● EXERCISE BRIEF: Your answer should be every line from the records that contains "summary".
BEGIN INPUT DATA
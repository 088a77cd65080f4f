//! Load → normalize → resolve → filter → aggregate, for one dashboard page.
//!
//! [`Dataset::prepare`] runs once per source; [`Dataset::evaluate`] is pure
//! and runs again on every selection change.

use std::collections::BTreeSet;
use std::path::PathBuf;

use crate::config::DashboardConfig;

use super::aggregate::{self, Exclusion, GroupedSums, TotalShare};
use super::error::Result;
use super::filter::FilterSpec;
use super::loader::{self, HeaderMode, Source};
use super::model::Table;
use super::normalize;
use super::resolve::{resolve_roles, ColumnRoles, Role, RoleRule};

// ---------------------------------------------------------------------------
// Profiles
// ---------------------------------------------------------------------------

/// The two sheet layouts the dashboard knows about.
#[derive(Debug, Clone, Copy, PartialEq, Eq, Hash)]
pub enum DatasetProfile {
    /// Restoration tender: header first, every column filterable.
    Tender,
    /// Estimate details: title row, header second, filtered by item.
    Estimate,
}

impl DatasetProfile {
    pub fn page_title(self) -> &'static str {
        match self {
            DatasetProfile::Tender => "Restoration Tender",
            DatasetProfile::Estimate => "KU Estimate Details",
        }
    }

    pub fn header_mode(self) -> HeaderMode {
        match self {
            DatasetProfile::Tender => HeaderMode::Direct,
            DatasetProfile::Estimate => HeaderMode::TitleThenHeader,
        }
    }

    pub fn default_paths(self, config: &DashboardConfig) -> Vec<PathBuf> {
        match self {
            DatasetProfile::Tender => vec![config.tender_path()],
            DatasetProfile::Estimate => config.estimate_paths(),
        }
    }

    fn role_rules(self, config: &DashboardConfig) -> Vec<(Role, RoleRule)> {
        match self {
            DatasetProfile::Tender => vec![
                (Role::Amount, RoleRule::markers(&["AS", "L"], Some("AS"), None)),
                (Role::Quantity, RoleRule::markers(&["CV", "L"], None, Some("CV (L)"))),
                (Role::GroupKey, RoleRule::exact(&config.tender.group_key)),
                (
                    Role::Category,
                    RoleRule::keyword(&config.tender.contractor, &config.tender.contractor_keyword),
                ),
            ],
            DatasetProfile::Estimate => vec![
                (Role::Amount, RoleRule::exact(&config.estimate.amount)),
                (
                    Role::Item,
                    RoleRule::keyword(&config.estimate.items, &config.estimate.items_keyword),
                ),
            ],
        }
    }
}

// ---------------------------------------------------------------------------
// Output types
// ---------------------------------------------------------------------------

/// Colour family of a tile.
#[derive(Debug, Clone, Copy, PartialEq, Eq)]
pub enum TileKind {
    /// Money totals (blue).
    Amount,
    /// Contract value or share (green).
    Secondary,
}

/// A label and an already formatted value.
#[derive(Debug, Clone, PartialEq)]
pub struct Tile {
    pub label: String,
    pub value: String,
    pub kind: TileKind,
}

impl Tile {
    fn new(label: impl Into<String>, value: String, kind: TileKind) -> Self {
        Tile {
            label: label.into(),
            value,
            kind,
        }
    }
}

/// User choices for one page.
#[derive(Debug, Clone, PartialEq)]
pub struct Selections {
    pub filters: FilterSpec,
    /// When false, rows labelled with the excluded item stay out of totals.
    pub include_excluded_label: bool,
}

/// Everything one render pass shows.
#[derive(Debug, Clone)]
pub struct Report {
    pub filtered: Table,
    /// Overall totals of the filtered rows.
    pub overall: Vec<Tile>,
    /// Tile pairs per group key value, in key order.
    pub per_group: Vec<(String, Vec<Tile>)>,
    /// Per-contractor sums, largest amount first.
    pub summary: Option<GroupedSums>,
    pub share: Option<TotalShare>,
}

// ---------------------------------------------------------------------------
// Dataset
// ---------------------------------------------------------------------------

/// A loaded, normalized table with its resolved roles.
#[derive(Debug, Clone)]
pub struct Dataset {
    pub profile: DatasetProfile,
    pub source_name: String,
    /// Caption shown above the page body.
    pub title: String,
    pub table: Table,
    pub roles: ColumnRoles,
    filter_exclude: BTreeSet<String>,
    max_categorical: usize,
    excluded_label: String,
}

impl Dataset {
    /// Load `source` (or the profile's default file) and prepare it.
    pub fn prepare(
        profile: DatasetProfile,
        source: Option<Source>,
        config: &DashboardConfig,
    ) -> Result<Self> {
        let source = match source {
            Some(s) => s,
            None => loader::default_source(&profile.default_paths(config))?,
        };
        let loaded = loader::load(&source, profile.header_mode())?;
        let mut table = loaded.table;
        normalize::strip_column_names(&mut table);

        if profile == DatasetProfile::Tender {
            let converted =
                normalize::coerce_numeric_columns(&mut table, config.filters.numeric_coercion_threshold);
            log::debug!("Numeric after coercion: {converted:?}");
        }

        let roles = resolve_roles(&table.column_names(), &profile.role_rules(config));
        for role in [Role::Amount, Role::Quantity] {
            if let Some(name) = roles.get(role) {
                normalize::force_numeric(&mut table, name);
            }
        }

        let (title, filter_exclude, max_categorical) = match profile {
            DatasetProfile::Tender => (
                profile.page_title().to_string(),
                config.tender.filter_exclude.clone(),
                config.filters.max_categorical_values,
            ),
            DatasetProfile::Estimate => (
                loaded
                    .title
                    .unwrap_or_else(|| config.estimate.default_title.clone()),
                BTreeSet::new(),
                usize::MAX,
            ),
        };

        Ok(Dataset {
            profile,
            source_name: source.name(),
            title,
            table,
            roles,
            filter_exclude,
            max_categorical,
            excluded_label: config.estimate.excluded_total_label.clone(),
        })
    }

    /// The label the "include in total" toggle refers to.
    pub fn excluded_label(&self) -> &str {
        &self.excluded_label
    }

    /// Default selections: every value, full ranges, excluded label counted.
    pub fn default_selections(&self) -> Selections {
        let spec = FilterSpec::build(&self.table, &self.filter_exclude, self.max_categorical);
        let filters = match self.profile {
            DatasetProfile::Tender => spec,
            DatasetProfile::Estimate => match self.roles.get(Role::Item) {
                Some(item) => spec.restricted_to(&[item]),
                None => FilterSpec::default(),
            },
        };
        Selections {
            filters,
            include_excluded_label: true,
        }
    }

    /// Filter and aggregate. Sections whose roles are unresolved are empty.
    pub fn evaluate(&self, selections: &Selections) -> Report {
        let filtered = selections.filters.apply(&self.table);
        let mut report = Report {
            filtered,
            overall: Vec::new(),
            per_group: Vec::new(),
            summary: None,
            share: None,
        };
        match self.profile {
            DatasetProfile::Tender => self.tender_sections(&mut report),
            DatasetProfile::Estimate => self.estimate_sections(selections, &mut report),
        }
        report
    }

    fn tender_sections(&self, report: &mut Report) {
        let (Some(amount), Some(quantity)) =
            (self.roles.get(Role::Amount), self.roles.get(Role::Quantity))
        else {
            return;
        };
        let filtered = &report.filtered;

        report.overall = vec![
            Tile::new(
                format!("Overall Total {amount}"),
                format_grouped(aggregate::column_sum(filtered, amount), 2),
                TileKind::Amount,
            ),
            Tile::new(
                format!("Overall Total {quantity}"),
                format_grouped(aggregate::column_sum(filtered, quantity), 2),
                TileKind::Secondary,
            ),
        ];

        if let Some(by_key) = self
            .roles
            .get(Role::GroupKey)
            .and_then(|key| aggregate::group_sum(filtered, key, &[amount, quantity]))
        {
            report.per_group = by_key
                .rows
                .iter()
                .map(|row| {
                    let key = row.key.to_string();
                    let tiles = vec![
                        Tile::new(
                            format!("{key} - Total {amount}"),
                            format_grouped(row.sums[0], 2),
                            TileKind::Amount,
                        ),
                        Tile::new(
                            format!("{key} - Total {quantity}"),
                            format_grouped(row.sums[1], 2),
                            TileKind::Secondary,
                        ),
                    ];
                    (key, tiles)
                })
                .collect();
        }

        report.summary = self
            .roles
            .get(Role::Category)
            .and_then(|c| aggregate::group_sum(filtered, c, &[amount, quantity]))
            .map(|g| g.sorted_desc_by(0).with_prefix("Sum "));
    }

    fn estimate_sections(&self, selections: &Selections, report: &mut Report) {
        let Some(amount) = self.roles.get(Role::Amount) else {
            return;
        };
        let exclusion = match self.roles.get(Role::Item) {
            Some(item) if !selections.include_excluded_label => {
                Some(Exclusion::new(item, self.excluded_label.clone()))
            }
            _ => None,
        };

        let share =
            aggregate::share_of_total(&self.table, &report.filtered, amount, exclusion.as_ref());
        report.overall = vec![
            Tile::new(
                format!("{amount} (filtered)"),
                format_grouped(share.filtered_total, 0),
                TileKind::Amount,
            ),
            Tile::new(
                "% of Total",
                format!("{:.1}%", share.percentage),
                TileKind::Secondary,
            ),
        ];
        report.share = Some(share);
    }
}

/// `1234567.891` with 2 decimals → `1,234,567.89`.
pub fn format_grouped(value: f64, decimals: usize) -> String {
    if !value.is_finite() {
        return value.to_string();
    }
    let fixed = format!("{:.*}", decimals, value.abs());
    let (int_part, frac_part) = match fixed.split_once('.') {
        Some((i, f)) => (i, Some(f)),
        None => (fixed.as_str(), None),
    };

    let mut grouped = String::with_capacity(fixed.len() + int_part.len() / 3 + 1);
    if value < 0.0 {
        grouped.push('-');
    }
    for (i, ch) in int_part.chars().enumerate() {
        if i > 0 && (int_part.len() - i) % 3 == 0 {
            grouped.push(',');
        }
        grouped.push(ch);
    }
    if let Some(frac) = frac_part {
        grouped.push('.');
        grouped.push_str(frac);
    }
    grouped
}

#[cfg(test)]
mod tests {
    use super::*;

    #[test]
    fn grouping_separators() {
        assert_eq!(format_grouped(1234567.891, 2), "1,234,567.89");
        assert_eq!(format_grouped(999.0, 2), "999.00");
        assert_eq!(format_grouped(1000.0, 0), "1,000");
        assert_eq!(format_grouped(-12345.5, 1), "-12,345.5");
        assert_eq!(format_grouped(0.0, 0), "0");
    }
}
END INPUT DATA
● OUTPUT:
    pub summary: Option<GroupedSums>,
            summary: None,
        report.summary = self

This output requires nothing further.